FTSE 100 Live July 13: Surprise growth for UK economy, Brent back to $100
Clarkson upgrade boosts shares 9%, FTSE 100 lower
A major earnings upgrade by ship broker Clarkson today boosted hopes that global trade is performing better than expected.
Investors tend to watch Clarkson closely even if they don’t own shares because 85% of global trade is done by sea.
The FTSE 250-listed company, which has been around since 1852, negotiates contracts for huge tankers that transport crude or dry cargo, iron ore or grain.
An unscheduled update revealed today that trading for 2022 is well ahead of previous expectations from the company, the particularly successful brokerage division.

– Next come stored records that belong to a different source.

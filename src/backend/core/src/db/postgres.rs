//! PostgreSQL job store.

use async_trait::async_trait;
use chrono::{DateTime, Utc};
use sqlx::{postgres::PgPoolOptions, PgPool};
use std::time::Duration;

use super::{JobAdmin, JobStore, OrphanedJob, INSERT_CHUNK_SIZE};
use crate::config::DatabaseConfig;
use crate::error::{MailflowError, Result};
use crate::jobs::job::{
    Content, ContentId, DeliveryEvent, EnqueueReceipt, JobId, JobStatus, MailJob, NewMessage,
    StatusCounts,
};

/// Job store backed by the `email_*` tables.
#[derive(Debug, Clone)]
pub struct PgJobStore {
    pool: PgPool,
}

impl PgJobStore {
    /// Create a new connection pool.
    pub async fn connect(config: &DatabaseConfig) -> Result<Self> {
        let pool = PgPoolOptions::new()
            .max_connections(config.max_connections)
            .min_connections(config.min_connections)
            .acquire_timeout(Duration::from_secs(5))
            .connect(&config.url)
            .await?;

        Ok(Self { pool })
    }

    pub fn from_pool(pool: PgPool) -> Self {
        Self { pool }
    }

    /// Run migrations.
    pub async fn migrate(&self) -> Result<()> {
        sqlx::migrate!("./migrations").run(&self.pool).await?;
        Ok(())
    }

    pub fn pool(&self) -> &PgPool {
        &self.pool
    }

    async fn current_status(&self, job_id: JobId) -> Result<JobStatus> {
        let status: Option<i16> = sqlx::query_scalar("SELECT status FROM email_jobs WHERE id = $1")
            .bind(job_id.0)
            .fetch_optional(&self.pool)
            .await?;

        match status {
            Some(code) => JobStatus::try_from(code),
            None => Err(MailflowError::not_found("job", job_id.to_string())),
        }
    }
}

#[async_trait]
impl JobStore for PgJobStore {
    async fn claim_batch(&self, limit: u32, now: DateTime<Utc>) -> Result<Vec<MailJob>> {
        // SKIP LOCKED lets concurrent claimers partition the due set instead
        // of blocking on each other's rows.
        let rows = sqlx::query_as::<_, JobRow>(
            r#"
            WITH due AS (
                SELECT id
                FROM email_jobs
                WHERE status = $1
                  AND (scheduled_at IS NULL OR scheduled_at <= $2)
                ORDER BY id
                LIMIT $3
                FOR UPDATE SKIP LOCKED
            )
            UPDATE email_jobs AS j
            SET status = $4, updated_at = NOW()
            FROM due
            WHERE j.id = due.id
            RETURNING j.id, j.topic_id, j.recipient, j.content_id, j.scheduled_at,
                      j.status, j.provider_message_id, j.last_error, j.updated_at
            "#,
        )
        .bind(JobStatus::Created.as_i16())
        .bind(now)
        .bind(i64::from(limit))
        .bind(JobStatus::InFlight.as_i16())
        .fetch_all(&self.pool)
        .await?;

        // RETURNING does not preserve the CTE's ordering.
        let mut jobs = rows
            .into_iter()
            .map(MailJob::try_from)
            .collect::<Result<Vec<_>>>()?;
        jobs.sort_by_key(|job| job.id);
        Ok(jobs)
    }

    async fn update_terminal(
        &self,
        job_id: JobId,
        status: JobStatus,
        provider_message_id: Option<&str>,
        error_text: Option<&str>,
    ) -> Result<()> {
        JobStatus::InFlight.transition(job_id, status)?;

        let result = sqlx::query(
            r#"
            UPDATE email_jobs
            SET status = $2, provider_message_id = $3, last_error = $4, updated_at = NOW()
            WHERE id = $1 AND status = $5
            "#,
        )
        .bind(job_id.0)
        .bind(status.as_i16())
        .bind(provider_message_id)
        .bind(error_text)
        .bind(JobStatus::InFlight.as_i16())
        .execute(&self.pool)
        .await?;

        if result.rows_affected() == 0 {
            let current = self.current_status(job_id).await?;
            return Err(MailflowError::invalid_transition(job_id.0, current, status));
        }
        Ok(())
    }

    async fn get_content(&self, content_id: ContentId) -> Result<Option<Content>> {
        let row = sqlx::query_as::<_, ContentRow>(
            "SELECT id, subject, body FROM email_contents WHERE id = $1",
        )
        .bind(content_id.0)
        .fetch_optional(&self.pool)
        .await?;

        Ok(row.map(Content::from))
    }

    async fn append_event(&self, event: DeliveryEvent) -> Result<()> {
        sqlx::query("INSERT INTO delivery_events (job_id, kind, raw) VALUES ($1, $2, $3)")
            .bind(event.job_id.0)
            .bind(event.kind.as_str())
            .bind(&event.raw)
            .execute(&self.pool)
            .await?;
        Ok(())
    }
}

#[async_trait]
impl JobAdmin for PgJobStore {
    async fn enqueue(&self, message: &NewMessage) -> Result<EnqueueReceipt> {
        let mut tx = self.pool.begin().await?;

        let content_id: i64 = sqlx::query_scalar(
            "INSERT INTO email_contents (subject, body) VALUES ($1, $2) RETURNING id",
        )
        .bind(message.subject())
        .bind(message.body())
        .fetch_one(&mut *tx)
        .await?;

        let mut job_ids = Vec::with_capacity(message.recipients().len());
        for chunk in message.recipients().chunks(INSERT_CHUNK_SIZE) {
            let ids: Vec<i64> = sqlx::query_scalar(
                r#"
                INSERT INTO email_jobs (topic_id, recipient, content_id, scheduled_at)
                SELECT $1, recipient, $2, $3
                FROM UNNEST($4::text[]) AS recipient
                RETURNING id
                "#,
            )
            .bind(message.topic_id())
            .bind(content_id)
            .bind(message.scheduled_at())
            .bind(chunk)
            .fetch_all(&mut *tx)
            .await?;
            job_ids.extend(ids.into_iter().map(JobId));
        }

        tx.commit().await?;

        job_ids.sort();
        Ok(EnqueueReceipt {
            content_id: ContentId(content_id),
            job_ids,
        })
    }

    async fn cancel(&self, job_id: JobId) -> Result<()> {
        let result = sqlx::query(
            "UPDATE email_jobs SET status = $2, updated_at = NOW() WHERE id = $1 AND status = $3",
        )
        .bind(job_id.0)
        .bind(JobStatus::Stopped.as_i16())
        .bind(JobStatus::Created.as_i16())
        .execute(&self.pool)
        .await?;

        if result.rows_affected() == 0 {
            let current = self.current_status(job_id).await?;
            return Err(MailflowError::invalid_transition(
                job_id.0,
                current,
                JobStatus::Stopped,
            ));
        }
        Ok(())
    }

    async fn status_counts(&self, topic_id: Option<&str>) -> Result<StatusCounts> {
        let rows: Vec<(i16, i64)> = sqlx::query_as(
            r#"
            SELECT status, COUNT(*)
            FROM email_jobs
            WHERE ($1::text IS NULL OR topic_id = $1)
            GROUP BY status
            "#,
        )
        .bind(topic_id)
        .fetch_all(&self.pool)
        .await?;

        let mut counts = StatusCounts::default();
        for (code, count) in rows {
            counts.add(JobStatus::try_from(code)?, count);
        }
        Ok(counts)
    }

    async fn stale_in_flight(&self, older_than: DateTime<Utc>, limit: u32) -> Result<Vec<OrphanedJob>> {
        let rows = sqlx::query_as::<_, JobRow>(
            r#"
            SELECT id, topic_id, recipient, content_id, scheduled_at,
                   status, provider_message_id, last_error, updated_at
            FROM email_jobs
            WHERE status = $1 AND updated_at < $2
            ORDER BY id
            LIMIT $3
            "#,
        )
        .bind(JobStatus::InFlight.as_i16())
        .bind(older_than)
        .bind(i64::from(limit))
        .fetch_all(&self.pool)
        .await?;

        Ok(rows
            .into_iter()
            .map(|row| OrphanedJob {
                id: JobId(row.id),
                topic_id: row.topic_id,
                recipient: row.recipient,
                claimed_at: row.updated_at,
            })
            .collect())
    }

    async fn sent_count_since(&self, since: DateTime<Utc>) -> Result<i64> {
        let count: i64 = sqlx::query_scalar(
            "SELECT COUNT(*) FROM email_jobs WHERE status = $1 AND updated_at >= $2",
        )
        .bind(JobStatus::Sent.as_i16())
        .bind(since)
        .fetch_one(&self.pool)
        .await?;
        Ok(count)
    }
}

// ═══════════════════════════════════════════════════════════════════════════════
// Row Types
// ═══════════════════════════════════════════════════════════════════════════════

#[derive(Debug, sqlx::FromRow)]
struct JobRow {
    id: i64,
    topic_id: String,
    recipient: String,
    content_id: i64,
    scheduled_at: Option<DateTime<Utc>>,
    status: i16,
    provider_message_id: Option<String>,
    last_error: Option<String>,
    updated_at: DateTime<Utc>,
}

impl TryFrom<JobRow> for MailJob {
    type Error = MailflowError;

    fn try_from(row: JobRow) -> Result<Self> {
        Ok(MailJob {
            id: JobId(row.id),
            topic_id: row.topic_id,
            recipient: row.recipient,
            content_id: ContentId(row.content_id),
            scheduled_at: row.scheduled_at,
            status: JobStatus::try_from(row.status)?,
            provider_message_id: row.provider_message_id,
            last_error: row.last_error,
        })
    }
}

#[derive(Debug, sqlx::FromRow)]
struct ContentRow {
    id: i64,
    subject: String,
    body: String,
}

impl From<ContentRow> for Content {
    fn from(row: ContentRow) -> Self {
        Content {
            id: ContentId(row.id),
            subject: row.subject,
            body: row.body,
        }
    }
}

First-half profits are expected to be at least £42m, an increase of more than 50% on the previous year’s record, when soaring freight rates and volumes reflected a business rebound after the pandemic.
Clarkson shares jumped 9% or 280p to 3,235p today, having recently fallen to their lowest level in more than a year as investors increasingly price in a global recession.
Liberum analyst Gerald Khoo raised his 2022 earnings forecast by 17% and raised his target share price by 100p to 4,750p after the update.
He highlighted the strength of Clarkson’s business model, market leadership and global footprint, adding that signs of a long-awaited rebalancing of demand and supply across most shipping segments were now showing. feel.
Clarkson’s performance topped a largely resilient performance in the UK-focused FTSE 250 index, which leveraged today’s stronger-than-expected GDP figure to outperform the FTSE 100.
Other big risers in the second tier included Trainline and fast fashion company ASOS, with gains of 5% and 3% respectively. The FTSE 250 index was down 0.4% or 74.28 points at 18,780.68, while the Elite was down more than 1% or 76.67 points at 7133.19.
The biggest blue-chip fallers came from the financial sector after declines of more than 2% for Abrn and Prudential, while BP shares were down 1% after the price of Brent last night fell sharply to 100 $ per barrel.
Retail-focused stocks were in demand after May’s surprise 0.5% GDP figure, led by Next and JD Sports Fashion more than 1% higher.